6 Conclusions and Future Work

Overall, the data from the study indicates that most participants prefer watching videos with verbatim captions either at normal speeds or slightly slowed down speeds, rather than with a reduced rate of information via AI-edited captions. When unaware of which condition was which, the majority preferred slowed-down videos, indicating that information overload induced by verbatim captions could be alleviated this way.

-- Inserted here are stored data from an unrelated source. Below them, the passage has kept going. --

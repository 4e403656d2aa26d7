use anchor_lang::prelude::*;

use crate::error::EscrowError;
use crate::helpers::checked_total;

pub const LEDGER_SEED: &[u8] = b"ledger";
pub const LISTING_SEED: &[u8] = b"listing";

/// A title unit is a non-divisible mint with exactly one token in existence.
pub const TITLE_DECIMALS: u8 = 0;
pub const TITLE_SUPPLY: u64 = 1;

/// Ledger-wide configuration. The three roles are fixed when the ledger is created.
#[account]
#[derive(InitSpace)]
pub struct LedgerConfig {
    pub seller: Pubkey,
    pub inspector: Pubkey,
    pub funding_party: Pubkey,
    pub payment_mint: Pubkey,
    pub bump: u8,
}

impl LedgerConfig {
    /// Roles must be set and held by three distinct keys.
    pub fn validate_roles(seller: &Pubkey, inspector: &Pubkey, funding_party: &Pubkey) -> Result<()> {
        for role in [seller, inspector, funding_party] {
            require!(*role != Pubkey::default(), EscrowError::InvalidRole);
        }
        require!(
            seller != inspector && seller != funding_party && inspector != funding_party,
            EscrowError::DuplicateRole
        );
        Ok(())
    }

    /// The buyer of a listing must be set and must not hold any ledger role.
    pub fn validate_buyer(&self, buyer: &Pubkey) -> Result<()> {
        require!(*buyer != Pubkey::default(), EscrowError::InvalidRole);
        require_keys_neq!(*buyer, self.seller, EscrowError::SelfDealing);
        require!(
            *buyer != self.inspector && *buyer != self.funding_party,
            EscrowError::DuplicateRole
        );
        Ok(())
    }

    pub fn require_seller(&self, caller: &Pubkey) -> Result<()> {
        require_keys_eq!(*caller, self.seller, EscrowError::NotSeller);
        Ok(())
    }

    pub fn require_inspector(&self, caller: &Pubkey) -> Result<()> {
        require_keys_eq!(*caller, self.inspector, EscrowError::NotInspector);
        Ok(())
    }

    pub fn require_funding_party(&self, caller: &Pubkey) -> Result<()> {
        require_keys_eq!(*caller, self.funding_party, EscrowError::NotFundingParty);
        Ok(())
    }

    /// Resolves which sign-off slot `caller` holds on `listing`, if any.
    pub fn party_of(&self, listing: &Listing, caller: &Pubkey) -> Option<ListingParty> {
        if *caller == self.seller {
            Some(ListingParty::Seller)
        } else if *caller == listing.buyer {
            Some(ListingParty::Buyer)
        } else if *caller == self.funding_party {
            Some(ListingParty::FundingParty)
        } else {
            None
        }
    }
}

#[derive(AnchorSerialize, AnchorDeserialize, Clone, Copy, InitSpace, PartialEq, Eq, Debug)]
pub enum ListingStatus {
    /// Record allocated but never listed.
    Unlisted,
    Open,
    Sold,
    Cancelled,
}

/// A title mint carries exactly one indivisible unit.
pub fn validate_title_mint(decimals: u8, supply: u64) -> Result<()> {
    require!(
        decimals == TITLE_DECIMALS && supply == TITLE_SUPPLY,
        EscrowError::InvalidTitleMint
    );
    Ok(())
}

/// The registry only moves a unit its current holder controls.
pub fn require_title_holder(holder: &Pubkey, held: u64, seller: &Pubkey) -> Result<()> {
    require!(
        holder == seller && held == TITLE_SUPPLY,
        EscrowError::TransferFailed
    );
    Ok(())
}

impl Default for ListingStatus {
    fn default() -> Self {
        ListingStatus::Unlisted
    }
}

#[derive(AnchorSerialize, AnchorDeserialize, Clone, Copy, PartialEq, Eq, Debug)]
pub enum ListingParty {
    Buyer,
    Seller,
    FundingParty,
}

#[derive(AnchorSerialize, AnchorDeserialize, Clone, Copy, InitSpace, PartialEq, Eq, Debug, Default)]
pub struct Approvals {
    pub buyer: bool,
    pub seller: bool,
    pub funding_party: bool,
}

impl Approvals {
    /// Records a sign-off. Returns false when the party had already approved.
    pub fn set(&mut self, party: ListingParty) -> bool {
        let slot = match party {
            ListingParty::Buyer => &mut self.buyer,
            ListingParty::Seller => &mut self.seller,
            ListingParty::FundingParty => &mut self.funding_party,
        };
        let newly_set = !*slot;
        *slot = true;
        newly_set
    }

    pub fn is_complete(&self) -> bool {
        self.buyer && self.seller && self.funding_party
    }
}

#[derive(Clone, Copy, PartialEq, Eq, Debug)]
pub enum TitleRecipient {
    Buyer,
    Seller,
}

/// Where a closing listing's custody goes.
#[derive(Clone, Copy, PartialEq, Eq, Debug)]
pub struct Settlement {
    pub to_seller: u64,
    pub to_buyer: u64,
    pub to_funding_party: u64,
    pub title_to: TitleRecipient,
}

impl Settlement {
    pub fn total(&self) -> Result<u64> {
        checked_total(&[self.to_seller, self.to_buyer, self.to_funding_party])
    }
}

/// One record per title unit, keyed by the title mint.
#[account]
#[derive(InitSpace, Default)]
pub struct Listing {
    pub title_mint: Pubkey,
    pub buyer: Pubkey,
    pub purchase_price: u64,
    pub escrow_amount: u64,
    /// Buyer-originated deposits.
    pub deposited_amount: u64,
    /// Funding-party contributions.
    pub funded_amount: u64,
    pub inspection_passed: bool,
    pub approvals: Approvals,
    pub status: ListingStatus,
    pub listed_at: i64,
    pub closed_at: i64,
    pub bump: u8,
}

impl Listing {
    pub fn is_open(&self) -> bool {
        self.status == ListingStatus::Open
    }

    pub fn is_closed(&self) -> bool {
        matches!(self.status, ListingStatus::Sold | ListingStatus::Cancelled)
    }

    pub fn require_open(&self) -> Result<()> {
        require!(self.is_open(), EscrowError::NotListed);
        Ok(())
    }

    /// Only a never-listed record can be opened. Closed ids stay closed.
    pub fn require_listable(&self) -> Result<()> {
        require!(!self.is_closed(), EscrowError::ListingClosed);
        require!(!self.is_open(), EscrowError::AlreadyListed);
        Ok(())
    }

    pub fn require_buyer(&self, caller: &Pubkey) -> Result<()> {
        require_keys_eq!(*caller, self.buyer, EscrowError::NotBuyer);
        Ok(())
    }

    pub fn open(
        &mut self,
        title_mint: Pubkey,
        buyer: Pubkey,
        purchase_price: u64,
        escrow_amount: u64,
        now: i64,
        bump: u8,
    ) -> Result<()> {
        self.require_listable()?;
        require!(purchase_price > 0, EscrowError::InvalidAmount);
        require!(escrow_amount <= purchase_price, EscrowError::EscrowExceedsPrice);

        self.title_mint = title_mint;
        self.buyer = buyer;
        self.purchase_price = purchase_price;
        self.escrow_amount = escrow_amount;
        self.deposited_amount = 0;
        self.funded_amount = 0;
        self.inspection_passed = false;
        self.approvals = Approvals::default();
        self.status = ListingStatus::Open;
        self.listed_at = now;
        self.closed_at = 0;
        self.bump = bump;
        Ok(())
    }

    /// Adds a buyer deposit and returns the new running total. Amounts above
    /// `escrow_amount` (or even `purchase_price`) are accepted as-is.
    pub fn record_deposit(&mut self, amount: u64) -> Result<u64> {
        self.require_open()?;
        require!(amount > 0, EscrowError::InvalidAmount);
        self.deposited_amount = checked_total(&[self.deposited_amount, amount])?;
        Ok(self.deposited_amount)
    }

    pub fn record_funding(&mut self, amount: u64) -> Result<u64> {
        self.require_open()?;
        require!(amount > 0, EscrowError::InvalidAmount);
        self.funded_amount = checked_total(&[self.funded_amount, amount])?;
        Ok(self.funded_amount)
    }

    /// Last write wins.
    pub fn record_inspection(&mut self, passed: bool) -> Result<()> {
        self.require_open()?;
        self.inspection_passed = passed;
        Ok(())
    }

    pub fn approve(&mut self, party: ListingParty) -> Result<bool> {
        self.require_open()?;
        Ok(self.approvals.set(party))
    }

    /// Funds attributed to this listing in the treasury.
    pub fn custody_total(&self) -> Result<u64> {
        checked_total(&[self.deposited_amount, self.funded_amount])
    }

    /// Gating checks for finalization, in reporting order. Returns the custody
    /// that will be paid out.
    pub fn check_finalize(&self) -> Result<u64> {
        self.require_open()?;
        require!(self.inspection_passed, EscrowError::InspectionNotPassed);
        require!(self.approvals.is_complete(), EscrowError::ApprovalsIncomplete);
        let custody = self.custody_total()?;
        require!(custody >= self.purchase_price, EscrowError::InsufficientFunds);
        Ok(custody)
    }

    /// Closes the listing as sold. All attributed custody goes to the seller and
    /// the title goes to the buyer.
    pub fn settle_sale(&mut self, now: i64) -> Result<Settlement> {
        let custody = self.check_finalize()?;
        self.status = ListingStatus::Sold;
        self.closed_at = now;
        Ok(Settlement {
            to_seller: custody,
            to_buyer: 0,
            to_funding_party: 0,
            title_to: TitleRecipient::Buyer,
        })
    }

    /// Closes the listing without a sale. A failed (or never recorded) inspection
    /// refunds the buyer's deposit; a passed inspection forfeits it to the seller.
    /// Funding-party contributions always go back to the funding party and the
    /// title always goes back to the seller.
    pub fn settle_cancellation(&mut self, now: i64) -> Result<Settlement> {
        self.require_open()?;
        let (to_buyer, to_seller) = if self.inspection_passed {
            (0, self.deposited_amount)
        } else {
            (self.deposited_amount, 0)
        };
        self.status = ListingStatus::Cancelled;
        self.closed_at = now;
        Ok(Settlement {
            to_seller,
            to_buyer,
            to_funding_party: self.funded_amount,
            title_to: TitleRecipient::Seller,
        })
    }
}
use anchor_lang::prelude::*;
use anchor_spl::{
    associated_token::AssociatedToken,
    token_interface::{Mint, TokenAccount, TokenInterface},
};

use crate::error::EscrowError;
use crate::events::LedgerInitialized;
use crate::state::{LedgerConfig, LEDGER_SEED};

#[derive(Accounts)]
pub struct InitializeLedger<'info> {
    #[account(mut)]
    pub authority: Signer<'info>,

    #[account(
        init,
        payer = authority,
        space = 8 + LedgerConfig::INIT_SPACE,
        seeds = [LEDGER_SEED],
        bump,
    )]
    pub ledger: Account<'info, LedgerConfig>,

    /// CHECK: Stored as the seller role; must sign list, finalize and cancel.
    pub seller: UncheckedAccount<'info>,

    /// CHECK: Stored as the inspector role; must sign inspection updates.
    pub inspector: UncheckedAccount<'info>,

    /// CHECK: Stored as the funding party role; must sign contributions and approvals.
    pub funding_party: UncheckedAccount<'info>,

    pub payment_mint: InterfaceAccount<'info, Mint>,

    /// Shared custody for every listing's funds.
    #[account(
        init,
        payer = authority,
        associated_token::mint = payment_mint,
        associated_token::authority = ledger,
        associated_token::token_program = token_program,
    )]
    pub treasury: InterfaceAccount<'info, TokenAccount>,

    pub associated_token_program: Program<'info, AssociatedToken>,
    pub token_program: Interface<'info, TokenInterface>,
    pub system_program: Program<'info, System>,
}

pub fn handler(ctx: Context<InitializeLedger>) -> Result<()> {
    let seller = ctx.accounts.seller.key();
    let inspector = ctx.accounts.inspector.key();
    let funding_party = ctx.accounts.funding_party.key();
    LedgerConfig::validate_roles(&seller, &inspector, &funding_party)?;

    // Classic SPL Token mints only; transfer fees would break custody accounting.
    require!(
        *ctx.accounts.payment_mint.to_account_info().owner == anchor_spl::token::ID,
        EscrowError::ExtendedMintNotSupported
    );
    require!(
        ctx.accounts.payment_mint.freeze_authority.is_none(),
        EscrowError::MintHasFreezeAuthority
    );

    let ledger = &mut ctx.accounts.ledger;
    ledger.seller = seller;
    ledger.inspector = inspector;
    ledger.funding_party = funding_party;
    ledger.payment_mint = ctx.accounts.payment_mint.key();
    ledger.bump = ctx.bumps.ledger;

    emit!(LedgerInitialized {
        ledger: ledger.key(),
        seller,
        inspector,
        funding_party,
        payment_mint: ledger.payment_mint,
    });

    Ok(())
}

LLM-based editing of captions is not yet ready for unsupervised deployment. Even though a small number of users preferred those, they received, on average, much worse usability ratings than their verbatim counterparts. There also is no reliable way to have LLM editing preserve timestamps, which precludes editing captions automatically for now. Nevertheless, AI editing of captions holds promise. The idea of being able to customize captions to each individual is a very powerful one. Future work should refine AI-edited captions. Ultimately, individuals should be able to select their target reading level, including 6th, 8th, 10th and 12th grades, as well as college-level.

Future work should also explore LLMs in conjunction with customizing non-speech information, such as city traffic sounds and footsteps approaching [12]. These concepts also can be extended to emotions, and music types and moods. Future work also needs to examine how AI could assist with providing sign language access.